* Exercise directions *
Please transcribe the line with "Ok(toml::from_str(&contents)?)" and the lines after it through the end of the listing below, keeping both ends and nothing more.

*** Data to process

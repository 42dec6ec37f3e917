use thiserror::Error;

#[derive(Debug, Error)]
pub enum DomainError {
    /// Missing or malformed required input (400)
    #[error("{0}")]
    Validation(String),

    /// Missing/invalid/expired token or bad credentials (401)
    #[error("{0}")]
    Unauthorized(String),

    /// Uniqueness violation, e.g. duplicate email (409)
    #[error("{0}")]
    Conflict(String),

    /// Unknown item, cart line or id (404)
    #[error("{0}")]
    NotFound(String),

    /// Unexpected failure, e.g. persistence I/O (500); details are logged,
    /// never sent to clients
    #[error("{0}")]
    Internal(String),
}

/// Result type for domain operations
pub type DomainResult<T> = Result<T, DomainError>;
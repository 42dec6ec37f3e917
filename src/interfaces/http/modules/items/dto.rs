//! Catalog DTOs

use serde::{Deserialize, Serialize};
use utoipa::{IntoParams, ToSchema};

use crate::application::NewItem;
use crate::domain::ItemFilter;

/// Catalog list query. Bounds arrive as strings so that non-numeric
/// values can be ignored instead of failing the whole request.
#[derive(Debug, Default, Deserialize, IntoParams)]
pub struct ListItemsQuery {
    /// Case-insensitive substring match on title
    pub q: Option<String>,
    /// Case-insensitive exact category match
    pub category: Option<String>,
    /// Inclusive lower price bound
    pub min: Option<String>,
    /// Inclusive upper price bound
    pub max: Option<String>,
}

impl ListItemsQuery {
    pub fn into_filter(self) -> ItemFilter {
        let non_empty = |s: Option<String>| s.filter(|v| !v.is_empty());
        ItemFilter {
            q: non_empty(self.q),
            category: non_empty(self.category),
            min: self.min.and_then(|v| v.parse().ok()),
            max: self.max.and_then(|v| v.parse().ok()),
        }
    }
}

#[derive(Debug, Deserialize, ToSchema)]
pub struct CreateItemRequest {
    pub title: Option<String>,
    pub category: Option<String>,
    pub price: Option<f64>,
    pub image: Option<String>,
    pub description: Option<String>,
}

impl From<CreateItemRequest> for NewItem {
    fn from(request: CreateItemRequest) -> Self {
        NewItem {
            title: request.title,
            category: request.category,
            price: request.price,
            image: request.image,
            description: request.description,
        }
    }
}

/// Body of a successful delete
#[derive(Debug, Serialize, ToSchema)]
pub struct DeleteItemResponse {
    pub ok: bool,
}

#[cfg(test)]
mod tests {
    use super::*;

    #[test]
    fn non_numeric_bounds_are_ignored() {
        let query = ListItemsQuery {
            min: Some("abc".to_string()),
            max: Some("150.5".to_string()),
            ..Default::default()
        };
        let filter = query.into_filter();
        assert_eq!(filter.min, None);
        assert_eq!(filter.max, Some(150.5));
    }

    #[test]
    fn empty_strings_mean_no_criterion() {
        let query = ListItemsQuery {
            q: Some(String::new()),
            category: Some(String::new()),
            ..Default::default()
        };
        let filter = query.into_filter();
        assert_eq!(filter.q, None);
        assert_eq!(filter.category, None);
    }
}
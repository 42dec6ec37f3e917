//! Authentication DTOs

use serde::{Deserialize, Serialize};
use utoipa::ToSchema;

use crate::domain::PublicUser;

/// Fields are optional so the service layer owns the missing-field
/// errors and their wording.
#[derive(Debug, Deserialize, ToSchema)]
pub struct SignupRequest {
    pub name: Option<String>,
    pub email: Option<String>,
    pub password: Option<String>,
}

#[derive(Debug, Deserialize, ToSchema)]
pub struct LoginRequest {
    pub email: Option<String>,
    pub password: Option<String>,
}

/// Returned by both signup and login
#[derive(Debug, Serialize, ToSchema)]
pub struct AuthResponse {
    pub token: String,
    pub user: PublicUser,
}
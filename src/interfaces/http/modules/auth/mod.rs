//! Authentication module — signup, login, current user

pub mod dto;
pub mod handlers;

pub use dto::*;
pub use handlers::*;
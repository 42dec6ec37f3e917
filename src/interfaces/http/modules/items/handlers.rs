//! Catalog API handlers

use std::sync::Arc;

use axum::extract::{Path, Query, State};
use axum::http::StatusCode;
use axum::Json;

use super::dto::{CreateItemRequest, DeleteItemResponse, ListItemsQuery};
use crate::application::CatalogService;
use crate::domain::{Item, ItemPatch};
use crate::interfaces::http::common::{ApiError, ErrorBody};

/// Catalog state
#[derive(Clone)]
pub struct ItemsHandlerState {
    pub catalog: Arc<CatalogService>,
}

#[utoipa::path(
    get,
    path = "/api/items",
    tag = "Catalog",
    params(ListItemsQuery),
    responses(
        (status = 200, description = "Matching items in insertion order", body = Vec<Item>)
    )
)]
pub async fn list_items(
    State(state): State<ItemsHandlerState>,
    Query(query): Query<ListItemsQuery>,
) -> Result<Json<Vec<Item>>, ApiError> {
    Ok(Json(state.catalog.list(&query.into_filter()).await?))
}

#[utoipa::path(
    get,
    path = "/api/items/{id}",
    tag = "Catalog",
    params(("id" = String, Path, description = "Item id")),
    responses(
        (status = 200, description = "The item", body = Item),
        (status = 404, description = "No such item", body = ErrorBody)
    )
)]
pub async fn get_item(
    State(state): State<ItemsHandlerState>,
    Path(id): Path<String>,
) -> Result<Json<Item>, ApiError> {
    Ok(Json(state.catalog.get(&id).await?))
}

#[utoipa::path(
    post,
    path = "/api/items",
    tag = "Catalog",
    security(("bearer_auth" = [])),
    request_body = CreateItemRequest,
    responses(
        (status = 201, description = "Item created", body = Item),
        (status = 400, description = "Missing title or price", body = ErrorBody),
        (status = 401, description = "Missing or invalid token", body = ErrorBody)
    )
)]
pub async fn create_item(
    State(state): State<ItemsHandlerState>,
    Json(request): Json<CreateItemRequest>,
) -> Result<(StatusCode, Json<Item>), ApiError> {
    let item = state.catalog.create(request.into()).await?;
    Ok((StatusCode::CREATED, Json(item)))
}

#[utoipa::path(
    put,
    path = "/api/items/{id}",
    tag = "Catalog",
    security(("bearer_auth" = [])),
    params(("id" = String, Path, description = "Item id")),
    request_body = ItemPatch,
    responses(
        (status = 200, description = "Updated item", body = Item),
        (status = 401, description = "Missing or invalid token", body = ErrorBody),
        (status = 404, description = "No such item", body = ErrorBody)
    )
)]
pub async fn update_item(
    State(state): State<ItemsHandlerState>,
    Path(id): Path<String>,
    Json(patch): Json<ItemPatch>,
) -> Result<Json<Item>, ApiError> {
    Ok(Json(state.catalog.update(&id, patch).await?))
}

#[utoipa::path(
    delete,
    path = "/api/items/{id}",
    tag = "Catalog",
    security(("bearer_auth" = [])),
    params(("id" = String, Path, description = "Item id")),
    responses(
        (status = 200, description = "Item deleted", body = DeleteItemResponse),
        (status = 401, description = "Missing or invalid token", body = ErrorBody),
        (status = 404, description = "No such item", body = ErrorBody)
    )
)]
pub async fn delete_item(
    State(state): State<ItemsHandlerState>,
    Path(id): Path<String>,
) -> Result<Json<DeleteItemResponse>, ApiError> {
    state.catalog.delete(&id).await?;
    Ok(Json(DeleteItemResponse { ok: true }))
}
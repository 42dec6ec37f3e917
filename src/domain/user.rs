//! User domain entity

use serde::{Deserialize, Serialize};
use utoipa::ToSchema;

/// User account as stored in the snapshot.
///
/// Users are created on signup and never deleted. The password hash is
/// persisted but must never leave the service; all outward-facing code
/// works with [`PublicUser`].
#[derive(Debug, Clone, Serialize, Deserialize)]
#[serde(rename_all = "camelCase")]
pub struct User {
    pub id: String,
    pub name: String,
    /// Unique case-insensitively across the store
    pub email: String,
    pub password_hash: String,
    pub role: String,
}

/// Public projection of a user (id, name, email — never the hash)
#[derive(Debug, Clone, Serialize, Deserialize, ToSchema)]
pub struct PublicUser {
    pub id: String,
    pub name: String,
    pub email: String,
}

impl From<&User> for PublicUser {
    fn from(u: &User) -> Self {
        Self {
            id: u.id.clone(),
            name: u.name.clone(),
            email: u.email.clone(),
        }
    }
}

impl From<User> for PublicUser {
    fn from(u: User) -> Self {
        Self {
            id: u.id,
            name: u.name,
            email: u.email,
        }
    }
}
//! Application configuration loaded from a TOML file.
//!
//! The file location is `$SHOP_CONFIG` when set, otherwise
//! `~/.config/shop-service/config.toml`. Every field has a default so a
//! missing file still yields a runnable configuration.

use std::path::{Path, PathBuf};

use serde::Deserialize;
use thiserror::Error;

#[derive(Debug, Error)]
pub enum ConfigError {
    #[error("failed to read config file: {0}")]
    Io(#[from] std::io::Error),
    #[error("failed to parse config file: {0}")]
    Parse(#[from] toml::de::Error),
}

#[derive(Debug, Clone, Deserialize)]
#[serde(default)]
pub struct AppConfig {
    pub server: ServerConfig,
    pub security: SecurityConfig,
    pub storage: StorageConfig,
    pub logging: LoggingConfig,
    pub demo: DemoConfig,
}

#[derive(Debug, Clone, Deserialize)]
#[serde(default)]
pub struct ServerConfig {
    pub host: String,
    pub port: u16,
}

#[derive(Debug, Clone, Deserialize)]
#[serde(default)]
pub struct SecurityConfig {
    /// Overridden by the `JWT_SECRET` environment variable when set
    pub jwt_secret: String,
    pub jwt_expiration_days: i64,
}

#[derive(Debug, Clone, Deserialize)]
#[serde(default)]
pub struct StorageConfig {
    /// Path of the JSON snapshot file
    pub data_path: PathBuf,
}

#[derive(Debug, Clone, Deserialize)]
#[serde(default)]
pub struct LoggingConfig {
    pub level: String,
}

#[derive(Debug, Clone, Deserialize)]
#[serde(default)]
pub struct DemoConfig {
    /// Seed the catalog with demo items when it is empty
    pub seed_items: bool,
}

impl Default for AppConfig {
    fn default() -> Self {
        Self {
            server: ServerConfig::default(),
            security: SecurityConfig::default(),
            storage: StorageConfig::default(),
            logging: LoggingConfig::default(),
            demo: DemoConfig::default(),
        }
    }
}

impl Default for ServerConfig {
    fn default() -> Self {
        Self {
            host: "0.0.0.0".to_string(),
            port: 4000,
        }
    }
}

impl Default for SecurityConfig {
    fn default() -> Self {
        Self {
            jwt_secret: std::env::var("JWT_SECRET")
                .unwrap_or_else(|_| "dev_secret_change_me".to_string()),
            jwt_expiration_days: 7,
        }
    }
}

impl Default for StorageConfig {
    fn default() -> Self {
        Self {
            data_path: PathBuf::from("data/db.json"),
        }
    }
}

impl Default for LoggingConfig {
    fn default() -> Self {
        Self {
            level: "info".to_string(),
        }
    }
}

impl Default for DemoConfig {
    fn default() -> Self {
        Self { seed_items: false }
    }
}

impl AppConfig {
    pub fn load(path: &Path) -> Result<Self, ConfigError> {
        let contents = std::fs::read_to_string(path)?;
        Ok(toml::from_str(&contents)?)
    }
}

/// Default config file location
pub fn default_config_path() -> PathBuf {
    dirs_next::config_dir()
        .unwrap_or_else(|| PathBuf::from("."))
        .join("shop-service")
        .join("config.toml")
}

******

* Your response *
        Ok(toml::from_str(&contents)?)
    }
}

/// Default config file location
pub fn default_config_path() -> PathBuf {
    dirs_next::config_dir()
        .unwrap_or_else(|| PathBuf::from("."))
        .join("shop-service")
        .join("config.toml")
}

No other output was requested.